ProMISe: Infers Probabilistic MiRNA-mRNA Interaction Signature (ProMISe) using paired expression data from a single sample. Roleswitch operates in two phases by inferring the probability of mRNA (miRNA) being the targets ("targets") of miRNA (mRNA), taking into account the expression of all of the mRNAs (miRNAs) due to their potential competition for the same miRNA (mRNA). Due to mRNA transcription and miRNA repression events simultaneously happening in the cell, Roleswitch assumes that the total transcribed mRNA levels are higher than the observed mRNA levels at the equilibrium and iteratively updates the total transcription of each mRNA targets based on the above inference (manuscript under peer-review).



























  1. Citation:

  2. Li, Y., Liang, C., Wong, KC, Jin, K., and Zhang, Z. (Feb, 2014) Inferring probabilistic miRNA-mRNA interaction signatures in cancers: a role-switch approach. Nucleic Acids Research (In Press)



TargetScore: a probabilistic approach to explore human microRNA targetome by integrating microRNA-overexpression data and sequence information

TargetScore is used to infer the posterior distributions of microRNA targets by probabilistically modeling the likelihood microRNA-overexpression fold-changes and sequence-based scores. Variational Bayesian Gaussian mixture model (VB-GMM) is applied to log fold-changes and sequence scores to obtain the posteriors of latent variable being the miRNA targets. The final targetScore is computed as the sigmoid-transformed fold-change weighted by the averaged posteriors of target components over all of the features.












  1. Citation:

  2. Li, Y., Goldenberg, A., Wong, KC., Zhang Z. (Oct, 2013). A probabilistic approach to explore human miRNA targetome by integrating miRNA-overexpression data and sequence information. Bioinformatics (Online Advance Access)



RIPSeeker: a statistical package for identifying protein-associated transcripts from RIP-seq experiments

Infer and discriminate RIP peaks from RIP-seq alignments using two-state HMM with negative binomial emission probability.
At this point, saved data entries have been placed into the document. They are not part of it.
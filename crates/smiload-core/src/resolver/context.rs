//! Resolver context.
//!
//! Holds the scope and intermediate results while one module is resolved.

use super::builtins::{lookup_root, resolve_builtin_import, rfc1213_fallback};
use super::ImportLookup;
use crate::ast::{self, Definition, MacroValue, OidAssignment};
use crate::lexer::{Diagnostic, Span};
use crate::model::{NodeKind, Oid, Unresolved};
use alloc::collections::BTreeMap;
use alloc::format;
use alloc::string::String;
use alloc::vec;
use alloc::vec::Vec;

/// Resolution state for one module.
pub(crate) struct ResolverContext<'a> {
    /// The module being resolved.
    pub ast: &'a ast::Module,
    /// Source of symbols imported from other modules.
    pub lookup: &'a dyn ImportLookup,
    /// Imported symbol → OID.
    pub imported: BTreeMap<String, Oid>,
    /// Local definitions and named-number bindings → OID.
    pub symbols: BTreeMap<String, Oid>,
    /// Resolved OID per body definition, indexed like `ast.body`.
    pub oids: Vec<Option<Oid>>,
    /// Inferred kind per body definition, indexed like `ast.body`.
    pub kinds: Vec<Option<NodeKind>>,
    /// Definitions whose OID could not be resolved.
    pub unresolved: Vec<Unresolved>,
    /// Resolver diagnostics (warnings).
    pub diagnostics: Vec<Diagnostic>,
}

impl<'a> ResolverContext<'a> {
    pub fn new(ast: &'a ast::Module, lookup: &'a dyn ImportLookup) -> Self {
        let len = ast.body.len();
        Self {
            ast,
            lookup,
            imported: BTreeMap::new(),
            symbols: BTreeMap::new(),
            oids: vec![None; len],
            kinds: vec![None; len],
            unresolved: Vec::new(),
            diagnostics: Vec::new(),
        }
    }

    /// Name of the module being resolved.
    pub fn module_name(&self) -> &'a str {
        &self.ast.name.name
    }

    /// Look up an unqualified name: local scope, then imports, then roots.
    pub fn lookup_name(&self, name: &str) -> Option<Oid> {
        self.symbols
            .get(name)
            .or_else(|| self.imported.get(name))
            .cloned()
            .or_else(|| lookup_root(name))
    }

    /// Look up a symbol exported by another module.
    pub fn lookup_import(&self, module: &str, symbol: &str) -> Option<Oid> {
        resolve_builtin_import(module, symbol)
            .or_else(|| self.lookup.lookup(module, symbol))
            .or_else(|| rfc1213_fallback(module, symbol))
    }

    /// Look up `Module.name`.
    pub fn lookup_qualified(&self, module: &str, name: &str) -> Option<Oid> {
        if module == self.module_name() {
            return self.symbols.get(name).cloned();
        }
        self.lookup_import(module, name)
    }

    /// Record a definition whose OID could not be resolved.
    pub fn record_unresolved(&mut self, name: &str, component: &str, span: Span) {
        let message = if component.is_empty() {
            format!("empty OID value for `{name}`")
        } else {
            format!("cannot resolve `{component}` in OID of `{name}`")
        };
        self.diagnostics.push(Diagnostic::warning(span, message));
        self.unresolved.push(Unresolved {
            name: name.into(),
            component: component.into(),
            span,
        });
    }
}

/// The OID value of a definition, if it carries one directly.
pub(crate) fn oid_value(def: &Definition) -> Option<&OidAssignment> {
    match def {
        Definition::ValueAssignment(d) => Some(&d.oid),
        Definition::Macro(d) => match &d.value {
            MacroValue::Oid(oid) => Some(oid),
            MacroValue::TrapNumber { .. } => None,
        },
        Definition::TypeAssignment(_) | Definition::MacroDefinition(_) => None,
    }
}

/// A TRAP-TYPE definition's enterprise (if present) and trap number.
pub(crate) fn trap_value(def: &Definition) -> Option<(Option<&OidAssignment>, u32)> {
    match def {
        Definition::Macro(d) => match d.value {
            MacroValue::TrapNumber { value, .. } => Some((d.enterprise.as_ref(), value)),
            MacroValue::Oid(_) => None,
        },
        _ => None,
    }
}
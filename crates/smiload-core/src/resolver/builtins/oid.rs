//! Built-in OID tree nodes.
//!
//! The three ISO/ITU roots are in scope in every module. The remaining
//! nodes are the OID exports of the SMI base modules.

use crate::model::Oid;
use alloc::vec::Vec;

/// Index constants for built-in OID nodes.
///
/// These indices correspond to positions in [`BUILTIN_OID_NODES`].
pub mod idx {
    /// `ccitt(0)`
    pub const CCITT: usize = 0;
    /// `iso(1)`
    pub const ISO: usize = 1;
    /// `joint-iso-ccitt(2)`
    pub const JOINT_ISO_CCITT: usize = 2;
    /// `org(3)` (1.3)
    pub const ORG: usize = 3;
    /// `dod(6)` (1.3.6)
    pub const DOD: usize = 4;
    /// `internet(1)` (1.3.6.1)
    pub const INTERNET: usize = 5;
    /// `directory(1)` (1.3.6.1.1)
    pub const DIRECTORY: usize = 6;
    /// `mgmt(2)` (1.3.6.1.2)
    pub const MGMT: usize = 7;
    /// `mib-2(1)` (1.3.6.1.2.1)
    pub const MIB_2: usize = 8;
    /// `transmission(10)` (1.3.6.1.2.1.10)
    pub const TRANSMISSION: usize = 9;
    /// `experimental(3)` (1.3.6.1.3)
    pub const EXPERIMENTAL: usize = 10;
    /// `private(4)` (1.3.6.1.4)
    pub const PRIVATE: usize = 11;
    /// `enterprises(1)` (1.3.6.1.4.1)
    pub const ENTERPRISES: usize = 12;
    /// `security(5)` (1.3.6.1.5)
    pub const SECURITY: usize = 13;
    /// `snmpV2(6)` (1.3.6.1.6)
    pub const SNMPV2: usize = 14;
    /// `snmpDomains(1)` (1.3.6.1.6.1)
    pub const SNMP_DOMAINS: usize = 15;
    /// `snmpProxys(2)` (1.3.6.1.6.2)
    pub const SNMP_PROXYS: usize = 16;
    /// `snmpModules(3)` (1.3.6.1.6.3)
    pub const SNMP_MODULES: usize = 17;
    /// `zeroDotZero` (0.0)
    pub const ZERO_DOT_ZERO: usize = 18;
}

/// A built-in OID tree node.
#[derive(Clone, Copy, Debug)]
pub struct BuiltinOidNode {
    /// Node name.
    pub name: &'static str,
    /// The arc (subidentifier) at this position.
    pub arc: u32,
    /// Index of the parent node in [`BUILTIN_OID_NODES`], or `None` for roots.
    pub parent: Option<usize>,
}

const fn node(name: &'static str, arc: u32, parent: Option<usize>) -> BuiltinOidNode {
    BuiltinOidNode { name, arc, parent }
}

/// All built-in OID nodes, ordered to match [`idx`].
pub static BUILTIN_OID_NODES: &[BuiltinOidNode] = &[
    node("ccitt", 0, None),
    node("iso", 1, None),
    node("joint-iso-ccitt", 2, None),
    node("org", 3, Some(idx::ISO)),
    node("dod", 6, Some(idx::ORG)),
    node("internet", 1, Some(idx::DOD)),
    node("directory", 1, Some(idx::INTERNET)),
    node("mgmt", 2, Some(idx::INTERNET)),
    node("mib-2", 1, Some(idx::MGMT)),
    node("transmission", 10, Some(idx::MIB_2)),
    node("experimental", 3, Some(idx::INTERNET)),
    node("private", 4, Some(idx::INTERNET)),
    node("enterprises", 1, Some(idx::PRIVATE)),
    node("security", 5, Some(idx::INTERNET)),
    node("snmpV2", 6, Some(idx::INTERNET)),
    node("snmpDomains", 1, Some(idx::SNMPV2)),
    node("snmpProxys", 2, Some(idx::SNMPV2)),
    node("snmpModules", 3, Some(idx::SNMPV2)),
    node("zeroDotZero", 0, Some(idx::CCITT)),
];

impl BuiltinOidNode {
    /// Compute the full numeric OID for this node.
    #[must_use]
    pub fn oid(&self) -> Oid {
        let mut path = Vec::new();
        let mut current = Some(self);
        while let Some(node) = current {
            path.push(node.arc);
            current = node.parent.map(|i| &BUILTIN_OID_NODES[i]);
        }
        path.reverse();
        Oid::new(path)
    }

    /// Check if this node is a tree root, in scope without import.
    #[must_use]
    pub fn is_root(&self) -> bool {
        self.parent.is_none()
    }
}

/// Look up a built-in OID node by name.
#[must_use]
pub fn lookup_builtin_oid(name: &str) -> Option<&'static BuiltinOidNode> {
    BUILTIN_OID_NODES.iter().find(|node| node.name == name)
}

/// Look up one of the always-visible roots (`ccitt`, `iso`,
/// `joint-iso-ccitt`).
#[must_use]
pub fn lookup_root(name: &str) -> Option<Oid> {
    lookup_builtin_oid(name)
        .filter(|node| node.is_root())
        .map(BuiltinOidNode::oid)
}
While RIPSeeker is specifically tailored for RIP-seq data analysis, it also provides a suite of bioinformatics tools integrated within this self-contained software package comprehensively addressing issues ranging from post-alignments processing to visualization and annotation. You can download and install RIPSeeker from Bioconductor.













  1. Citation:

  2. Li, Y., Zhao, D. Y., Greenblatt, J. F., & Zhang, Z. (March, 2013). RIPSeeker: a statistical package for identifying protein-associated transcripts from RIP-seq experiments. Nucleic Acids Research, 41(8), e94. doi:10.1093/nar/gkt142



PIIKA: Platform for Integrated, Intelligent Kinome Analysis

PIIKA is a software pipeline implemented in R for analyzing data from kinome microarrays. I do not maintain this software. If you wish to use PIIKA for academic, non-commercial purposes, please e-mail here to obtain a license form.


  1. Citation:

  2. Li, Y., Arsenault, R. J., Trost, B., Slind, J., Griebel, P. J., Napper, S., and Kusalik, A. (April, 2012). A Systematic Approach for Analysis of Peptide Array Kinome Data. Science Signaling, 5(220), pl2–pl2.